The ABCs of Mobile PCI

mobileTech Tuesday, by Steve Guengerich

One of the things that they teach you in B-school strategy class is SWOT analysis. SWOT (pronounced “swat”) is an acronym standing for Strengths – Weaknesses – Opportunities – Threats.

One of the things you learn relatively early is that externalities like government regulations and industry certifications are often threats and occasionally opportunities that, in either case, are frequently neglected in the analysis.

Part of the reason is that companies tend to focus more on their competitors. Also, changes to such regulatory and certification bodies tend to be known in advance and, the logic goes, are more able to be anticipated. Yet, when they do occur – even with advance notice – they can still put a company, or an entire sector, in a “world of hurt.”

Such was the case earlier this year when the Payment Card Industry (PCI) Security Standards Council decided to delist mobile payment applications until further notice.

Now, most of us are used to handing off the payment process in a digital purchase transaction to an existing payment gateway, like Paypal. Thus, you may be asking yourself, “P C whaa?”
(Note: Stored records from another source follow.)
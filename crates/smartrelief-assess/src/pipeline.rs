//! End-to-end assessment pipeline.
//!
//! ```text
//! bytes -> Preprocessor -> FeatureExtractor -> DamageScorer / ModelHandle
//!       -> InfrastructureAssessor -> SeverityCombiner -> ResourcePredictor
//!       -> PriorityScorer -> RecommendationGenerator -> AssessmentReport
//! ```
//!
//! The pipeline holds only read-only state and is cheap to clone, so one
//! instance can serve any number of concurrent assessments.

use std::path::Path;
use std::sync::Arc;
use std::time::Instant;

use rayon::prelude::*;
use tracing::{debug, info, instrument, warn};

use crate::config::{Config, LimitsConfig};
use crate::domain::damage::unit;
use crate::domain::{
    AssessmentReport, AssessmentStatus, ClassificationSource, Coordinates, DamageAssessment,
    DamageIndicators, DamageLevel, DisasterType, FeatureSet, ImageDimensions, PriorityScore,
    SeverityScore,
};
use crate::error::{AssessError, Result};
use crate::features::FeatureExtractor;
use crate::location::{self, BaselineGeoRisk, GeoContextOverride, GeoRiskProvider};
use crate::ml::{FeatureVector, ModelHandle};
use crate::preprocess::{PreparedImage, Preprocessor};
use crate::recommendations::RecommendationGenerator;
use crate::resources::ResourcePredictor;
use crate::scoring::confidence::{BASELINE_CONFIDENCE, MAX_CONFIDENCE};
use crate::scoring::{DamageScorer, InfrastructureAssessor, PriorityScorer, SeverityCombiner};

/// One image plus optional hints.
#[derive(Debug, Clone, Default)]
pub struct AssessmentRequest {
    image: Vec<u8>,
    location: Option<(f64, f64)>,
    disaster_type: Option<String>,
    geo_context: GeoContextOverride,
}

impl AssessmentRequest {
    /// Request for encoded image bytes
    pub fn new(image: impl Into<Vec<u8>>) -> Self {
        Self {
            image: image.into(),
            ..Self::default()
        }
    }

    /// Read the image from a file
    pub fn from_file<P: AsRef<Path>>(path: P) -> Result<Self> {
        Ok(Self::new(std::fs::read(path)?))
    }

    /// Attach a location; validated when the request is assessed
    pub fn with_location(mut self, latitude: f64, longitude: f64) -> Self {
        self.location = Some((latitude, longitude));
        self
    }

    /// Attach a disaster type hint
    pub fn with_disaster_type(mut self, disaster_type: impl Into<String>) -> Self {
        self.disaster_type = Some(disaster_type.into());
        self
    }

    /// Override parts of the location risk profile
    pub fn with_geo_context(mut self, overrides: GeoContextOverride) -> Self {
        self.geo_context = overrides;
        self
    }

    /// Encoded image bytes
    pub fn image(&self) -> &[u8] {
        &self.image
    }
}

/// Reject file names whose extension is not in `allowed_extensions`.
pub fn validate_file_name<P: AsRef<Path>>(path: P, limits: &LimitsConfig) -> Result<()> {
    let path = path.as_ref();
    let extension = path
        .extension()
        .and_then(|ext| ext.to_str())
        .map(str::to_ascii_lowercase)
        .ok_or_else(|| {
            AssessError::InvalidInput(format!("{} has no file extension", path.display()))
        })?;

    if limits.allowed_extensions.iter().any(|allowed| *allowed == extension) {
        Ok(())
    } else {
        Err(AssessError::InvalidInput(format!(
            "unsupported file type .{extension}; allowed: {}",
            limits.allowed_extensions.join(", ")
        )))
    }
}

/// Builder for [`AssessmentPipeline`].
#[derive(Default)]
pub struct PipelineBuilder {
    config: Config,
    model: Option<ModelHandle>,
    geo: Option<Arc<dyn GeoRiskProvider>>,
}

impl PipelineBuilder {
    /// Use a configuration
    pub fn config(mut self, config: Config) -> Self {
        self.config = config;
        self
    }

    /// Use an already loaded model instead of `config.model.path`
    pub fn model(mut self, model: ModelHandle) -> Self {
        self.model = Some(model);
        self
    }

    /// Use a location risk provider instead of [`BaselineGeoRisk`]
    pub fn geo_provider(mut self, provider: impl GeoRiskProvider + 'static) -> Self {
        self.geo = Some(Arc::new(provider));
        self
    }

    /// Validate the configuration and build the pipeline.
    pub fn build(self) -> Result<AssessmentPipeline> {
        self.config.validate()?;

        let model = self
            .model
            .unwrap_or_else(|| ModelHandle::from_path(self.config.model.path.as_deref()));

        let pool = match self.config.performance.num_threads {
            0 => None,
            n => Some(Arc::new(
                rayon::ThreadPoolBuilder::new()
                    .num_threads(n)
                    .thread_name(|i| format!("smartrelief-worker-{i}"))
                    .build()
                    .map_err(|e| AssessError::Config(format!("worker pool: {e}")))?,
            )),
        };

        Ok(AssessmentPipeline {
            preprocessor: Preprocessor::new(self.config.preprocess.clone()),
            extractor: FeatureExtractor::new(self.config.features.clone()),
            config: Arc::new(self.config),
            model,
            geo: self.geo.unwrap_or_else(|| Arc::new(BaselineGeoRisk)),
            pool,
        })
    }
}

/// Runs every stage for one image.
#[derive(Clone)]
pub struct AssessmentPipeline {
    config: Arc<Config>,
    preprocessor: Preprocessor,
    extractor: FeatureExtractor,
    model: ModelHandle,
    geo: Arc<dyn GeoRiskProvider>,
    pool: Option<Arc<rayon::ThreadPool>>,
}

impl std::fmt::Debug for AssessmentPipeline {
    fn fmt(&self, f: &mut std::fmt::Formatter<'_>) -> std::fmt::Result {
        f.debug_struct("AssessmentPipeline")
            .field("config", &self.config)
            .field("model", &self.model)
            .field("dedicated_pool", &self.pool.is_some())
            .finish()
    }
}

impl AssessmentPipeline {
    /// Start a builder
    pub fn builder() -> PipelineBuilder {
        PipelineBuilder::default()
    }

    /// Pipeline with a configuration and default collaborators
    pub fn new(config: Config) -> Result<Self> {
        Self::builder().config(config).build()
    }

    /// Active configuration
    pub fn config(&self) -> &Config {
        &self.config
    }

    /// Active model handle
    pub fn model(&self) -> &ModelHandle {
        &self.model
    }

    /// Assess one image.
    ///
    /// Invalid hints and oversized or empty input are rejected with a
    /// validation error. An image that cannot be decoded yields a degraded
    /// report rather than an error.
    #[instrument(skip_all, fields(bytes = request.image.len()))]
    pub fn assess(&self, request: &AssessmentRequest) -> Result<AssessmentReport> {
        let start = Instant::now();
        let (location, disaster) = self.validate(request)?;

        let mut report = match self.preprocessor.prepare(&request.image) {
            Ok(prepared) => self.score(&prepared, location, disaster, &request.geo_context),
            Err(err) => {
                let err = AssessError::from(err);
                warn!(error = %err, "image could not be prepared, returning degraded assessment");
                degraded(err.to_string(), location, disaster)
            }
        };
        report.processing_time_ms = start.elapsed().as_millis() as u64;

        info!(
            level = %report.damage_level,
            severity = report.severity.value(),
            priority = report.priority.value,
            source = ?report.damage.source,
            elapsed_ms = report.processing_time_ms,
            "assessment finished"
        );
        Ok(report)
    }

    /// Assess many images, in parallel unless `performance.parallel` is off.
    /// Results keep the input order.
    #[instrument(skip_all, fields(count = requests.len()))]
    pub fn assess_batch(&self, requests: &[AssessmentRequest]) -> Vec<Result<AssessmentReport>> {
        if !self.config.performance.parallel {
            return requests.iter().map(|r| self.assess(r)).collect();
        }

        let run = || -> Vec<Result<AssessmentReport>> {
            requests.par_iter().map(|r| self.assess(r)).collect()
        };
        match &self.pool {
            Some(pool) => pool.install(run),
            None => run(),
        }
    }

    /// Assess one image on the blocking thread pool.
    pub async fn assess_async(&self, request: AssessmentRequest) -> Result<AssessmentReport> {
        let pipeline = self.clone();
        tokio::task::spawn_blocking(move || pipeline.assess(&request))
            .await
            .map_err(|e| AssessError::Worker(e.to_string()))?
    }

    fn validate(
        &self,
        request: &AssessmentRequest,
    ) -> Result<(Option<Coordinates>, Option<DisasterType>)> {
        let limits = &self.config.limits;
        if request.image.is_empty() {
            return Err(AssessError::InvalidInput("image is empty".to_string()));
        }
        if request.image.len() > limits.max_image_bytes {
            return Err(AssessError::InvalidInput(format!(
                "image is {} bytes, limit is {}",
                request.image.len(),
                limits.max_image_bytes
            )));
        }

        let location = request
            .location
            .map(|(lat, lon)| Coordinates::new(lat, lon))
            .transpose()?;
        request.geo_context.validate()?;

        let disaster = request
            .disaster_type
            .as_deref()
            .map(str::trim)
            .filter(|s| !s.is_empty())
            .map(DisasterType::parse);
        if let Some(DisasterType::Unknown(name)) = &disaster {
            debug!(disaster_type = %name, "unrecognized disaster type, no modifier applied");
        }

        Ok((location, disaster))
    }

    fn score(
        &self,
        prepared: &PreparedImage,
        location: Option<Coordinates>,
        disaster: Option<DisasterType>,
        geo_context: &GeoContextOverride,
    ) -> AssessmentReport {
        let features = self.extractor.extract(prepared);
        let indicators = DamageScorer::indicators(&features);
        let rule = DamageScorer::classify(&indicators);
        let damage = self.classify(&features, &indicators, &rule);

        let infrastructure = InfrastructureAssessor::assess(&indicators);
        let severity = SeverityCombiner::combine(
            rule.damage_score,
            damage.damage_score,
            &infrastructure,
            disaster.as_ref(),
        );
        let resources = ResourcePredictor::predict(&severity, disaster.as_ref());

        // Geographic context only counts when a location was supplied.
        let risk = location.map(|c| self.geo.risk_at(&c).with_overrides(geo_context));
        let geo_factor = risk.map_or(0.0, |r| r.geo_factor());
        let urgency_factors = PriorityScorer::urgency_factors(
            &severity,
            damage.confidence,
            &infrastructure,
            risk.as_ref(),
        );
        let priority = PriorityScorer::score(
            &severity,
            PriorityScorer::resource_urgency(&resources),
            geo_factor,
            urgency_factors,
        );

        let recommendations = RecommendationGenerator::generate(&severity, &infrastructure, &resources);
        let affected_area = location.zip(risk).map(|(center, risk)| {
            location::affected_area(center, severity.level(), risk.population_density)
        });

        AssessmentReport {
            status: AssessmentStatus::Completed,
            damage_level: severity.level(),
            original_dimensions: prepared.original,
            processed_dimensions: prepared.processed,
            disaster_type: disaster,
            location,
            features,
            damage,
            infrastructure,
            severity,
            priority,
            resources,
            recommendations,
            affected_area,
            processing_time_ms: 0,
        }
    }

    /// Trained prediction when available, otherwise the rule result.
    fn classify(
        &self,
        features: &FeatureSet,
        indicators: &DamageIndicators,
        rule: &DamageAssessment,
    ) -> DamageAssessment {
        let ModelHandle::Trained(model) = &self.model else {
            return rule.clone();
        };

        let vector = FeatureVector::new(features, indicators, self.config.features.glcm_levels);
        match model.predict(&vector) {
            Ok(prediction) => {
                DamageAssessment {
                    damage_score: unit(prediction.damage_score),
                    damage_level: prediction.damage_level,
                    confidence: prediction
                        .confidence
                        .map_or(rule.confidence, |c| unit(c).min(MAX_CONFIDENCE)),
                    source: ClassificationSource::Trained,
                }
            }
            Err(err) => {
                warn!(model = model.version(), error = %err, "prediction failed, using rule-based result");
                rule.clone()
            }
        }
    }
}

/// Terminal result for an image that could not be prepared.
fn degraded(
    error: String,
    location: Option<Coordinates>,
    disaster: Option<DisasterType>,
) -> AssessmentReport {
    let severity = SeverityScore::floor();
    AssessmentReport {
        status: AssessmentStatus::Degraded { error },
        damage_level: DamageLevel::Minimal,
        original_dimensions: ImageDimensions::default(),
        processed_dimensions: ImageDimensions::default(),
        disaster_type: disaster,
        location,
        features: FeatureSet::default(),
        damage: DamageAssessment::floor(BASELINE_CONFIDENCE),
        infrastructure: InfrastructureAssessor::assess(&DamageIndicators::default()),
        resources: ResourcePredictor::predict(&severity, None).without_deployment(),
        severity,
        priority: PriorityScore::floor(),
        recommendations: Vec::new(),
        affected_area: None,
        processing_time_ms: 0,
    }
}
But, if you are a principal in an industry in which payment systems are essential, like the hospitality industry (e.g., hotels, resorts, restaurants), then PCI’s decision is a very big deal. I’m sitting in on some of the hospitality industry association’s major national conference in Austin this week, called HITEC, and PCI has been featured in at least three separate workshops and panels.

Further, if you are considering bypassing the third party gateways, like Paypal, that require a fee and that have infrastructure rules you must follow to the letter, then the PCI’s decision is fast becomes one of those very problematic “Threat” externalities.
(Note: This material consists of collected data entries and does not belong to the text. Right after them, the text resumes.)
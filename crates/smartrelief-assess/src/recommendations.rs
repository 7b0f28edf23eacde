//! Action recommendations
//!
//! Severity tiers are additive: a critical site receives the critical tier
//! followed by every lower tier. Triggered items come after the tiers.

use crate::domain::{InfrastructureImpact, ResourceRequirement, SeverityScore};

const CRITICAL_TIER: &[&str] = &[
    "Immediate evacuation of the affected area required",
    "Establish emergency medical facilities near the site",
    "Deploy structural engineers to assess building stability",
    "Secure the perimeter and coordinate with local security services",
    "Set up emergency communication channels for responders",
];

const SEVERE_TIER: &[&str] = &[
    "Cordon off damaged structures",
    "Provide on-site medical assistance",
    "Shut off damaged utility connections",
    "Prepare temporary shelter for displaced residents",
    "Document damage for response coordination",
];

const MODERATE_TIER: &[&str] = &[
    "Schedule a detailed structural inspection",
    "Plan repairs for damaged structures",
    "Document damage for insurance claims",
    "Monitor the site for further deterioration",
];

/// Builds the ordered action list for an assessment.
pub struct RecommendationGenerator;

impl RecommendationGenerator {
    /// Ordered recommendations: severity tiers first, then triggered items.
    pub fn generate(
        severity: &SeverityScore,
        infrastructure: &InfrastructureImpact,
        resources: &ResourceRequirement,
    ) -> Vec<String> {
        let value = severity.value();
        let mut items: Vec<String> = Vec::new();

        for (threshold, tier) in [(8.0, CRITICAL_TIER), (6.0, SEVERE_TIER), (4.0, MODERATE_TIER)] {
            if value >= threshold {
                items.extend(tier.iter().map(|s| s.to_string()));
            }
        }

        if infrastructure.utilities.any_affected() {
            let names: Vec<&str> = infrastructure
                .utilities
                .affected
                .iter()
                .map(|u| u.label())
                .collect();
            items.push(format!("Prioritize restoration of {}", names.join(", ")));
        }
        if infrastructure.road_access_blocked {
            items.push("Clear access routes for emergency vehicles".to_string());
        }
        if resources.personnel.medical_personnel > 0 {
            items.push(format!(
                "Deploy {} medical personnel",
                resources.personnel.medical_personnel
            ));
        }
        if resources.equipment.heavy_equipment {
            items.push("Bring heavy equipment for debris removal".to_string());
        }
        items
    }
}

#[cfg(test)]
mod tests {
    use super::*;
    use crate::domain::DamageIndicators;
    use crate::resources::ResourcePredictor;
    use crate::scoring::InfrastructureAssessor;

    fn generate(severity: f64, indicators: DamageIndicators) -> Vec<String> {
        let severity = SeverityScore::new(severity);
        let infra = InfrastructureAssessor::assess(&indicators);
        let resources = ResourcePredictor::predict(&severity, None);
        RecommendationGenerator::generate(&severity, &infra, &resources)
    }

    #[test]
    fn test_tiers_are_additive() {
        let critical = generate(9.0, DamageIndicators::default());
        assert!(critical[0].contains("evacuation"));
        for item in SEVERE_TIER.iter().chain(MODERATE_TIER) {
            assert!(critical.iter().any(|r| r == item), "missing {item}");
        }

        let moderate = generate(5.0, DamageIndicators::default());
        assert_eq!(&moderate[..MODERATE_TIER.len()], MODERATE_TIER);
        assert!(!moderate.iter().any(|r| r.contains("evacuation")));
    }

    #[test]
    fn test_triggered_items() {
        let recs = generate(2.0, DamageIndicators::new(0.0, 0.0, 0.9, 0.8, 0.0));
        assert!(recs.iter().any(|r| r.starts_with("Prioritize restoration of")));
        assert!(recs.iter().any(|r| r.starts_with("Clear access routes")));
        assert!(recs.iter().any(|r| r == "Deploy 2 medical personnel"));
        assert!(!recs.iter().any(|r| r.contains("heavy equipment")));

        let severe = generate(7.0, DamageIndicators::default());
        assert!(severe.iter().any(|r| r.contains("heavy equipment")));
    }

    #[test]
    fn test_quiet_site_only_staffs_medical() {
        // Medical staffing has a floor of one, so even a pristine site gets an item.
        let recs = generate(1.0, DamageIndicators::default());
        assert_eq!(recs, vec!["Deploy 1 medical personnel".to_string()]);
    }
}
This is because the PCI’s validation listing is considered the gold standard in credit card payment security. Thus any system banned from the list is automatically deemed insecure by hard-liners, with “any merchant’s mobile payment app being flagged as non-compliant until the Council says otherwise.”

In response, some app developers are in a quandary. Just read a couple of the comments from a recent article covering issue:

  • “We’ve pulled back on our marketing to some degree for these applications”
  • “We launched a project to put together our own device to insert into a phone to make a payment, but the project is on hold until we understand the direction of the industry and PC”

Closer to home in Austin, when we asked a couple of mobile app providers about the PCI’s decision, most said they planned to forge ahead, with this reply from one summing up the feeling:

We have taken a rather unique approach to PCI… and believe it to be the right way to handle mobile payments; however, 1960′s credit card and security rules can certainly be a challenge from time to time

The bottom line? Know your regulations (and regulators). A change like the PCI’s may or may not necessarily affect your business – but don’t wait until the worst case occurs to decide. For example, firms like VeriFone are plowing ahead because they are confident the demand for mobile payment will overcome any perceived security concerns that a subset of their customers might have from PCI’s certification limbo for apps.

And, if you want to go the extra mile by consulting an independent expert on IT and software security standards, there are a number of central Texas firms, like San Antonio’s Denim Group or Austin’s Bridgepoint Consulting, that you can consult.

Comments

  1. Great article Steve. PCI is definitely top of mind in the community and we’ve helped a handful of companies with compliance.

  2. I’m not sure I understand what it means to be delisted. For example, how does this affect “In-App Purchases” that are so common in iPhone apps?

  3. Ben, I’m something of a PCI layman, but here’s the gist of it: there are plenty of PCI-certified payment gateways available for you (as a mobile app maker) to call out to as as service for processing payment.

    And, thus, when you make an in-app purchase with XYZ crazy virtual goods app-o-the-day, your purchase is either (a) flowing through one of these payment gateways or (b) using one that isn’t certified and you just don’t know it (yet!).

    Examples of PCI certified payment gateways (as of earlier this month, June 2011) include these: http://usa.visa.com/download/merchants/cisp-list-of-pcidss-compliant-service-providers.pdf

    The de-listing issue, as I understand it, has to do with the newer crop of integrated payment processing gateways that are being built ground-up, native to the mobile apps themselves.

    Keep in mind that the PCI isn’t a government thing: it was created by the big CC companies: Visa, Mastercard, Discover, AMEX. So, as I read it (and I could be wrong if someone else wants to weigh in), the PCI is in effect saying that they are uncomfortable with the new crop of native payment apps and that they want to go slow and let the already more trusted, certified gateways fill the need for now.